Zentrale Themen Sehnsucht und Einsamkeit
Mag sein, dass sich der Sinn, die Aussagen von Aslı Erdoğans Texten nicht immer mit jenen der Arien decken, sich die Themen nicht immer gleich gut überlagern. Sucht man aber den Vergleich zur ursprünglichen Geschichte nicht, erlebt man Momente tiefster Innigkeit und Musikalität. Und auch wenn die Gegenüberstellung Sänger/Schauspieler die Interaktionen teilweise einschränkt – es wird oft vorne am Bühnenrand gesungen und gesprochen – vermittelt das doch auch wieder ein Gefühl von Einsamkeit und Sehnsucht.
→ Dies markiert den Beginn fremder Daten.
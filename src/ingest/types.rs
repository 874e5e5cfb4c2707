use alloy::primitives::Address;
use chrono::{DateTime, Utc};
use serde::{Deserialize, Serialize};
use std::fmt;

/// A numeric field as collectors deliver it. Etherscan sends decimal strings,
/// cleaned exports carry JSON integers, and amounts above `u64::MAX` arrive as floats.
#[derive(Debug, Clone, PartialEq, Serialize, Deserialize)]
#[serde(untagged)]
pub enum RawNumber {
    Int(u64),
    Float(f64),
    Text(String),
}

impl fmt::Display for RawNumber {
    fn fmt(&self, f: &mut fmt::Formatter<'_>) -> fmt::Result {
        match self {
            Self::Int(n) => write!(f, "{}", n),
            Self::Float(x) => write!(f, "{}", x),
            Self::Text(s) => write!(f, "\"{}\"", s),
        }
    }
}

impl From<u64> for RawNumber {
    fn from(n: u64) -> Self {
        Self::Int(n)
    }
}

impl From<&str> for RawNumber {
    fn from(s: &str) -> Self {
        Self::Text(s.to_string())
    }
}

/// One transaction record exactly as an Etherscan-style collector wrote it.
/// Unknown fields (blockNumber, nonce, input, ...) are ignored.
#[derive(Debug, Clone, PartialEq, Serialize, Deserialize)]
#[serde(rename_all = "camelCase")]
pub struct RawTransaction {
    #[serde(default)]
    pub hash: String,
    pub from: String,
    /// Empty for contract creations.
    #[serde(default)]
    pub to: Option<String>,
    pub value: RawNumber,
    pub gas_price: RawNumber,
    pub gas_used: RawNumber,
    pub time_stamp: RawNumber,
}

/// A normalized transaction, ready for windowing.
#[derive(Debug, Clone, PartialEq)]
pub struct Transaction {
    pub hash: String,
    pub from: Address,
    pub to: Option<Address>,
    pub value_eth: f64,
    /// gasPrice * gasUsed in ETH. Only meaningful to the sender.
    pub gas_fee_eth: f64,
    pub timestamp: DateTime<Utc>,
}

impl Transaction {
    pub fn is_incoming(&self, target: &Address) -> bool {
        self.to.as_ref() == Some(target)
    }

    pub fn is_outgoing(&self, target: &Address) -> bool {
        &self.from == target
    }

    /// True when the target is the sender, the recipient, or both.
    pub fn involves(&self, target: &Address) -> bool {
        self.is_incoming(target) || self.is_outgoing(target)
    }
}
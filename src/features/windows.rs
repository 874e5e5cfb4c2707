use chrono::{DateTime, Duration, Utc};
use serde::{Deserialize, Serialize};
use std::str::FromStr;

/// How the schedule treats the tail of the period once the next step would
/// start past the last transaction.
#[derive(Debug, Clone, Copy, PartialEq, Eq, Default, Serialize, Deserialize)]
#[serde(rename_all = "snake_case")]
pub enum TailPolicy {
    /// Emit one final window realigned to end just after the last transaction,
    /// even if it overlaps the previous window.
    #[default]
    Snap,
    /// Keep uniform spacing and stop. The last transaction may go uncovered
    /// when the step is longer than the window.
    Uniform,
}

impl FromStr for TailPolicy {
    type Err = String;

    fn from_str(s: &str) -> Result<Self, Self::Err> {
        match s.to_ascii_lowercase().as_str() {
            "snap" => Ok(Self::Snap),
            "uniform" => Ok(Self::Uniform),
            other => Err(format!(
                "unknown tail policy '{}', expected 'snap' or 'uniform'",
                other
            )),
        }
    }
}

/// Window geometry for one extraction run.
#[derive(Debug, Clone, Copy, PartialEq)]
pub struct WindowParams {
    pub window: Duration,
    pub step: Duration,
    pub tail: TailPolicy,
}

impl WindowParams {
    pub fn from_hours(window_hours: u32, step_hours: u32, tail: TailPolicy) -> Self {
        Self {
            window: Duration::hours(i64::from(window_hours)),
            step: Duration::hours(i64::from(step_hours)),
            tail,
        }
    }

    pub fn validate(&self) -> eyre::Result<()> {
        if self.window <= Duration::zero() {
            return Err(eyre::eyre!("Window duration must be positive"));
        }
        if self.step <= Duration::zero() {
            return Err(eyre::eyre!("Step duration must be positive"));
        }
        Ok(())
    }
}

/// `t + by`, or an error when the result leaves chrono's representable range.
pub fn shift(t: DateTime<Utc>, by: Duration) -> eyre::Result<DateTime<Utc>> {
    t.checked_add_signed(by)
        .ok_or_else(|| eyre::eyre!("Timestamp {} shifted by {} is out of range", t, by))
}

/// Compute window start times covering `[t_min, t_max]`.
///
/// Starts advance by `step` from `t_min`. When the next step would pass `t_max`
/// while the current start is still before it, the run ends; under
/// [`TailPolicy::Snap`] a window that does not cover `t_max` is first followed by
/// one realigned to start at `t_max - window + 1s` (never before `t_min`), so the
/// last transaction always falls inside some window.
pub fn window_starts(
    t_min: DateTime<Utc>,
    t_max: DateTime<Utc>,
    params: &WindowParams,
) -> eyre::Result<Vec<DateTime<Utc>>> {
    params.validate()?;

    let snap_unit = Duration::seconds(1);
    let mut starts = Vec::new();
    let mut current = t_min;

    while current <= t_max {
        starts.push(current);

        let end = shift(current, params.window)?;
        // a step beyond representable time always lands past t_max
        let next = current
            .checked_add_signed(params.step)
            .filter(|next| *next <= t_max);

        match next {
            Some(next) => current = next,
            None if current < t_max => {
                // [current, end) only covers t_max when end is strictly later
                if end > t_max || params.tail == TailPolicy::Uniform {
                    break;
                }
                current = shift(t_max, snap_unit - params.window)?.max(t_min);
            }
            None => break,
        }
    }

    Ok(starts)
}
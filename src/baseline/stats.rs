use serde::Serialize;
use std::collections::BTreeMap;

use crate::features::{Feature, Window};

/// Arithmetic mean, `None` for an empty slice.
pub fn mean(values: &[f64]) -> Option<f64> {
    if values.is_empty() {
        return None;
    }
    Some(values.iter().sum::<f64>() / values.len() as f64)
}

/// Sample standard deviation (n - 1 denominator), `None` below two values.
pub fn sample_std_dev(values: &[f64]) -> Option<f64> {
    if values.len() < 2 {
        return None;
    }
    let m = mean(values)?;
    let sq_diff: f64 = values.iter().map(|v| (v - m).powi(2)).sum();
    Some((sq_diff / (values.len() - 1) as f64).sqrt())
}

/// Historical statistics of one feature across the baseline windows.
#[derive(Debug, Clone, Copy, PartialEq, Serialize)]
pub struct FeatureStats {
    pub mean: f64,
    /// Undefined when the baseline holds a single window.
    pub std_dev: Option<f64>,
}

impl FeatureStats {
    pub fn upper_bound(&self, k: f64) -> Option<f64> {
        self.std_dev.map(|std| self.mean + k * std)
    }

    pub fn lower_bound(&self, k: f64) -> Option<f64> {
        self.std_dev.map(|std| self.mean - k * std)
    }
}

/// Per-feature statistics of the baseline period. A feature with no entry has
/// no baseline, which is not the same as a zero baseline.
#[derive(Debug, Clone, Default, PartialEq)]
pub struct BaselineStatistics {
    stats: BTreeMap<Feature, FeatureStats>,
    window_count: usize,
}

impl BaselineStatistics {
    /// Aggregate every feature over the given windows. Returns `None` when there
    /// are no windows, since no baseline exists then.
    pub fn from_windows(windows: &[Window]) -> Option<Self> {
        if windows.is_empty() {
            return None;
        }

        let mut stats = BTreeMap::new();
        for feature in Feature::ALL {
            let values: Vec<f64> = windows.iter().map(|w| w.features.get(feature)).collect();
            if let Some(m) = mean(&values) {
                stats.insert(
                    feature,
                    FeatureStats {
                        mean: m,
                        std_dev: sample_std_dev(&values),
                    },
                );
            }
        }

        Some(Self {
            stats,
            window_count: windows.len(),
        })
    }

    pub fn insert(&mut self, feature: Feature, stats: FeatureStats) {
        self.stats.insert(feature, stats);
    }

    pub fn get(&self, feature: Feature) -> Option<&FeatureStats> {
        self.stats.get(&feature)
    }

    pub fn is_empty(&self) -> bool {
        self.stats.is_empty()
    }

    pub fn len(&self) -> usize {
        self.stats.len()
    }

    pub fn window_count(&self) -> usize {
        self.window_count
    }

    /// Flat `<feature>_mean` / `<feature>_std` map holding only finite values.
    pub fn summary(&self) -> BTreeMap<String, f64> {
        let mut summary = BTreeMap::new();
        for (feature, stats) in &self.stats {
            if stats.mean.is_finite() {
                summary.insert(format!("{}_mean", feature), stats.mean);
            }
            if let Some(std) = stats.std_dev.filter(|s| s.is_finite()) {
                summary.insert(format!("{}_std", feature), std);
            }
        }
        summary
    }
}
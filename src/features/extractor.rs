use alloy::primitives::Address;
use chrono::{DateTime, Utc};
use std::collections::HashSet;

use crate::baseline::stats::{mean, sample_std_dev};
use crate::ingest::Transaction;

use super::types::{Window, WindowFeatures};
use super::windows::{shift, window_starts, WindowParams};

/// Added to ratio denominators so an empty outgoing side never divides by zero.
const RATIO_EPSILON: f64 = 1e-9;

/// Split one address's transactions into windows and compute each window's
/// features.
///
/// Only transactions sent or received by `target` are considered, restricted to
/// `[period_start, period_end)` when either bound is given. Windows are emitted
/// for the whole schedule, including ones that hold no transactions.
pub fn extract_windows(
    transactions: &[Transaction],
    target: &Address,
    params: &WindowParams,
    period_start: Option<DateTime<Utc>>,
    period_end: Option<DateTime<Utc>>,
) -> eyre::Result<Vec<Window>> {
    params.validate()?;

    let mut related: Vec<&Transaction> = transactions
        .iter()
        .filter(|tx| tx.involves(target))
        .filter(|tx| period_start.map_or(true, |start| tx.timestamp >= start))
        .filter(|tx| period_end.map_or(true, |end| tx.timestamp < end))
        .collect();

    let (Some(first), Some(last)) = (
        related.iter().map(|tx| tx.timestamp).min(),
        related.iter().map(|tx| tx.timestamp).max(),
    ) else {
        return Ok(Vec::new());
    };

    related.sort_by_key(|tx| tx.timestamp);

    let windows = window_starts(first, last, params)?
        .into_iter()
        .map(|window_start| {
            let window_end = shift(window_start, params.window)?;
            let lo = related.partition_point(|tx| tx.timestamp < window_start);
            let hi = related.partition_point(|tx| tx.timestamp < window_end);
            Ok(Window {
                window_start,
                window_end,
                address: *target,
                features: compute_features(&related[lo..hi], target),
            })
        })
        .collect::<eyre::Result<Vec<Window>>>()?;

    tracing::debug!(
        address = %target,
        transactions = related.len(),
        windows = windows.len(),
        "Extracted windows"
    );

    Ok(windows)
}

/// Compute the feature vector of one window from its transactions, given in
/// time order. A self-transfer counts as both incoming and outgoing.
pub fn compute_features(txs: &[&Transaction], target: &Address) -> WindowFeatures {
    if txs.is_empty() {
        return WindowFeatures::default();
    }

    let incoming: Vec<&Transaction> = txs.iter().copied().filter(|tx| tx.is_incoming(target)).collect();
    let outgoing: Vec<&Transaction> = txs.iter().copied().filter(|tx| tx.is_outgoing(target)).collect();

    let values_in: Vec<f64> = incoming.iter().map(|tx| tx.value_eth).collect();
    let values_out: Vec<f64> = outgoing.iter().map(|tx| tx.value_eth).collect();
    let gas_fees: Vec<f64> = outgoing.iter().map(|tx| tx.gas_fee_eth).collect();

    let total_eth_volume_in: f64 = values_in.iter().sum();
    let total_eth_volume_out: f64 = values_out.iter().sum();

    let senders: HashSet<&Address> = incoming.iter().map(|tx| &tx.from).collect();
    let recipients: HashSet<&Address> = outgoing.iter().filter_map(|tx| tx.to.as_ref()).collect();

    let gaps_sec: Vec<f64> = txs
        .windows(2)
        .map(|pair| (pair[1].timestamp - pair[0].timestamp).num_milliseconds() as f64 / 1000.0)
        .collect();

    WindowFeatures {
        total_transactions_in_window: txs.len() as u64,
        incoming_tx_count: incoming.len() as u64,
        outgoing_tx_count: outgoing.len() as u64,
        total_eth_volume_in,
        total_eth_volume_out,
        avg_eth_tx_value_in: mean(&values_in).unwrap_or(0.0),
        avg_eth_tx_value_out: mean(&values_out).unwrap_or(0.0),
        max_eth_tx_value_in: max_or_zero(&values_in),
        max_eth_tx_value_out: max_or_zero(&values_out),
        unique_counterparties_in: senders.len() as u64,
        unique_counterparties_out: recipients.len() as u64,
        total_gas_fee_eth_spent_by_address: gas_fees.iter().sum(),
        avg_gas_fee_eth_spent_by_address: mean(&gas_fees).unwrap_or(0.0),
        avg_time_between_tx_sec: mean(&gaps_sec).unwrap_or(0.0),
        std_time_between_tx_sec: sample_std_dev(&gaps_sec).unwrap_or(0.0),
        incoming_to_outgoing_volume_ratio: total_eth_volume_in
            / (total_eth_volume_out + RATIO_EPSILON),
        incoming_to_outgoing_count_ratio: incoming.len() as f64
            / (outgoing.len() as f64 + RATIO_EPSILON),
    }
}

fn max_or_zero(values: &[f64]) -> f64 {
    values.iter().copied().reduce(f64::max).unwrap_or(0.0)
}

#[cfg(test)]
mod tests {
    use super::*;
    use crate::features::{Feature, TailPolicy};
    use chrono::Duration;

    fn addr(byte: u8) -> Address {
        Address::repeat_byte(byte)
    }

    fn base() -> DateTime<Utc> {
        DateTime::from_timestamp(1_700_000_000, 0).unwrap()
    }

    fn tx(from: Address, to: Address, eth: f64, hours: i64) -> Transaction {
        Transaction {
            hash: format!("0x{:x}{}", from[0], hours),
            from,
            to: Some(to),
            value_eth: eth,
            gas_fee_eth: 0.001,
            timestamp: base() + Duration::hours(hours),
        }
    }

    #[test]
    fn test_no_related_transactions() {
        let txs = vec![tx(addr(2), addr(3), 1.0, 0)];
        let params = WindowParams::from_hours(24, 6, TailPolicy::Snap);
        let windows = extract_windows(&txs, &addr(1), &params, None, None).unwrap();
        assert!(windows.is_empty());
    }

    #[test]
    fn test_period_bounds_are_half_open() {
        let me = addr(1);
        let txs = vec![tx(addr(2), me, 1.0, 0), tx(addr(2), me, 2.0, 10), tx(addr(2), me, 3.0, 20)];
        let params = WindowParams::from_hours(1, 1, TailPolicy::Snap);

        let windows = extract_windows(
            &txs,
            &me,
            &params,
            Some(base() + Duration::hours(10)),
            Some(base() + Duration::hours(20)),
        )
        .unwrap();
        assert_eq!(windows.len(), 1);
        assert_eq!(windows[0].window_start, base() + Duration::hours(10));
        assert_eq!(windows[0].features.total_eth_volume_in, 2.0);
    }

    #[test]
    fn test_features_in_and_out() {
        let me = addr(1);
        let txs = vec![
            tx(addr(2), me, 1.0, 0),
            tx(addr(3), me, 3.0, 1),
            tx(addr(2), me, 2.0, 2),
            tx(me, addr(4), 5.0, 3),
        ];
        let params = WindowParams::from_hours(24, 24, TailPolicy::Snap);
        let windows = extract_windows(&txs, &me, &params, None, None).unwrap();
        assert_eq!(windows.len(), 1);

        let f = &windows[0].features;
        assert_eq!(f.total_transactions_in_window, 4);
        assert_eq!(f.incoming_tx_count, 3);
        assert_eq!(f.outgoing_tx_count, 1);
        assert_eq!(f.total_eth_volume_in, 6.0);
        assert_eq!(f.total_eth_volume_out, 5.0);
        assert_eq!(f.avg_eth_tx_value_in, 2.0);
        assert_eq!(f.max_eth_tx_value_in, 3.0);
        assert_eq!(f.max_eth_tx_value_out, 5.0);
        assert_eq!(f.unique_counterparties_in, 2);
        assert_eq!(f.unique_counterparties_out, 1);
        assert!((f.total_gas_fee_eth_spent_by_address - 0.001).abs() < 1e-15);
        assert_eq!(f.avg_time_between_tx_sec, 3600.0);
        assert_eq!(f.std_time_between_tx_sec, 0.0);
        assert!((f.incoming_to_outgoing_volume_ratio - 1.2).abs() < 1e-6);
    }

    #[test]
    fn test_empty_window_is_zero_filled() {
        let me = addr(1);
        let txs = vec![tx(addr(2), me, 1.0, 0), tx(addr(2), me, 1.0, 5)];
        let params = WindowParams::from_hours(1, 1, TailPolicy::Snap);
        let windows = extract_windows(&txs, &me, &params, None, None).unwrap();
        assert_eq!(windows.len(), 6);
        for w in &windows[1..5] {
            assert_eq!(w.features, WindowFeatures::default());
            assert!(Feature::ALL.iter().all(|f| w.features.get(*f) == 0.0));
        }
    }

    #[test]
    fn test_ratios_stay_finite_without_outgoing() {
        let me = addr(1);
        let txs = vec![tx(addr(2), me, 7.0, 0)];
        let params = WindowParams::from_hours(24, 6, TailPolicy::Snap);
        let f = &extract_windows(&txs, &me, &params, None, None).unwrap()[0].features;
        assert!(f.incoming_to_outgoing_volume_ratio.is_finite());
        assert!(f.incoming_to_outgoing_count_ratio.is_finite());
        assert!(f.incoming_to_outgoing_count_ratio > 1e8);
        assert_eq!(f.avg_time_between_tx_sec, 0.0);
        assert_eq!(f.max_eth_tx_value_out, 0.0);
    }

    #[test]
    fn test_self_transfer_counts_both_ways() {
        let me = addr(1);
        let txs = vec![tx(me, me, 1.0, 0)];
        let params = WindowParams::from_hours(24, 6, TailPolicy::Snap);
        let f = &extract_windows(&txs, &me, &params, None, None).unwrap()[0].features;
        assert_eq!(f.total_transactions_in_window, 1);
        assert_eq!(f.incoming_tx_count, 1);
        assert_eq!(f.outgoing_tx_count, 1);
    }

    #[test]
    fn test_contract_creation_counts_as_outgoing() {
        let me = addr(1);
        let mut create = tx(me, addr(0), 0.5, 1);
        create.to = None;
        let txs = vec![tx(me, addr(4), 1.0, 0), create];
        let params = WindowParams::from_hours(24, 6, TailPolicy::Snap);
        let f = &extract_windows(&txs, &me, &params, None, None).unwrap()[0].features;
        assert_eq!(f.total_transactions_in_window, 2);
        assert_eq!(f.outgoing_tx_count, 2);
        assert_eq!(f.incoming_tx_count, 0);
        assert_eq!(f.total_eth_volume_out, 1.5);
        assert_eq!(f.unique_counterparties_out, 1);
        assert!((f.total_gas_fee_eth_spent_by_address - 0.002).abs() < 1e-15);
    }

    #[test]
    fn test_window_past_representable_time_is_error() {
        let me = addr(1);
        let txs = vec![tx(addr(2), me, 1.0, 0)];
        let params = WindowParams::from_hours(4_000_000_000, 6, TailPolicy::Snap);
        assert!(extract_windows(&txs, &me, &params, None, None).is_err());
    }

    #[test]
    fn test_snapped_window_overlaps_previous() {
        let me = addr(1);
        let txs = vec![tx(addr(2), me, 1.0, 0), tx(addr(2), me, 1.0, 15)];
        let params = WindowParams::from_hours(2, 10, TailPolicy::Snap);
        let windows = extract_windows(&txs, &me, &params, None, None).unwrap();
        assert_eq!(windows.len(), 3);
        let last = windows.last().unwrap();
        assert!(last.contains(base() + Duration::hours(15)));
        assert_eq!(last.features.total_transactions_in_window, 1);
    }
}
Die Oper endet nicht wie üblich jubilierend, sondern nachdenklich, leise, fast todessüchtig mit dem Lied «Ich würd’ auf meinem Pfad…», die gespürt einzig mögliche Art, diesen Abend zu beschliessen.
Der Versuch, eine Oper inhaltlich zu erneuern, ist in diesem Singspiel gelungen. Seitens des Publikums braucht es Offenheit, Neugier und eine gewisse Bereitschaft zum Loslassen.
Dann wird man von Perceval, Erdoğan, dem ganzen Ensemble und dem Orchestre de la Suisse Romande unter Fabio Biondi belohnt und geht bereichert nach Hause. Wie weit allerdings Anpassungen an Librettos in anderen Werken möglich sind, bleibt dahingestellt. Aber Opern könnten jüngerem Publikum bestimmt eher zugänglich gemacht werden mit Themen und einer sprachlichen Umsetzung, die mehr mit der heutigen Welt zu tun haben.